The Personalisation of Music: Transforming Listeners into Co-Creators with Vocal Synthesis
Controlla Co-Founder & CEO Rohan Paul Shares His Vision for Fun, Accessible and Interactive Music Experiences.
As cultural consumption becomes increasingly interactive, the music industry is being transformed. One such innovation is vocal synthesis, which allows anyone to cover any song in their own voice. This revolution is reshaping how we experience music and offers endless possibilities for creativity.
As someone who grew up as an aspiring producer and songwriter but lacked the vocal talent to fully express my ideas, the concept of vocal synthesis is incredibly exciting. That's why I was especially eager to talk to Rohan Paul, Co-founder and CEO of Controlla, one of the pioneering platforms in this space. In our conversation, Rohan shares his unique insights into the challenges and opportunities within the music industry, the role of AI in shaping the future of music, and the exciting developments at Controlla. Whether you're a music enthusiast, an aspiring entrepreneur, or a seasoned professional, Rohan’s journey offers invaluable lessons and a glimpse into the future of music creation and consumption.
Thanks for taking the time out to talk today, let's start off with a bit of background about yourself. What made you want to get into the Music AI space. What experiences led you to founding Controlla?
So, music specifically. I've always been into music. In high school, I used to make songs on my mom's iPad. I'd create diss tracks about my friends at school and bring them in to play on the speakers. I was the goofy kid who used music as a way to connect with people, say things I wouldn't normally say, and express myself.Â
In college, I naturally gravitated toward computers and engineering.
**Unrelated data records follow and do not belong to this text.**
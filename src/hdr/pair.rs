//! Two-slot buffer collecting an HDR pair in sequence order

use std::time::{Duration, Instant};

use crate::frame::Frameset;

const PAIR_LEN: usize = 2;

/// Holds up to two framesets, indexed by sequence id
#[derive(Debug, Default)]
pub struct PairBuffer {
    slots: Vec<Frameset>,
}

impl PairBuffer {
    pub fn new() -> Self {
        Self {
            slots: Vec::with_capacity(PAIR_LEN),
        }
    }

    pub fn len(&self) -> usize {
        self.slots.len()
    }

    pub fn is_empty(&self) -> bool {
        self.slots.is_empty()
    }

    /// Admit `set` only when `sequence_id` equals the current occupancy.
    /// Returns false (and leaves the buffer alone) otherwise.
    pub fn admit(&mut self, set: Frameset, sequence_id: i64) -> bool {
        if self.is_complete() || sequence_id != self.slots.len() as i64 {
            return false;
        }
        self.slots.push(set);
        true
    }

    pub fn is_complete(&self) -> bool {
        self.slots.len() >= PAIR_LEN
    }

    /// Takes both framesets, ordered by sequence id, and empties the buffer.
    /// The buffer is emptied even when the pair is incomplete.
    pub fn extract_and_clear(&mut self) -> Option<(Frameset, Frameset)> {
        let mut drained = self.slots.drain(..);
        let pair = match (drained.next(), drained.next()) {
            (Some(first), Some(second)) => Some((first, second)),
            _ => None,
        };
        drop(drained);
        self.slots.clear();
        pair
    }

    /// Age of the held id-0 frameset, by its depth capture timestamp
    pub fn pending_age(&self, now: Instant) -> Option<Duration> {
        let held = self.slots.first()?.depth_frame()?;
        Some(now.saturating_duration_since(held.timestamp))
    }

    pub fn clear(&mut self) {
        self.slots.clear();
    }
}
I attended University of Michigan for computer engineering, largely due to parental pressure to not pursue music—a classic story. However, I was the kid who skipped all my classes to make beats at home. I'd work on my mixtape and was somewhat delusional, thinking, "Yeah, I'm not going to finish college. I'm going to be a rapper and blow up." That was me in college.
Ultimately, I found out that sharing and monetizing music is hard as fuck! The fact that there are so many profitable ecosystems where artists pay for others to listen to their music showcases this challenge well. It's like, why are we making a product and paying for someone else to consume it? I started to see many messed-up situations in the music industry and realized it wasn't the place to make money, so I pursued start-ups.
I went into engineering, moved to the Bay Area, and always made music on the side. The last start-up I worked at was Cardiogram, where we worked with machine learning on heart rate data. This was my first taste of what machine learning can open up in a technical way.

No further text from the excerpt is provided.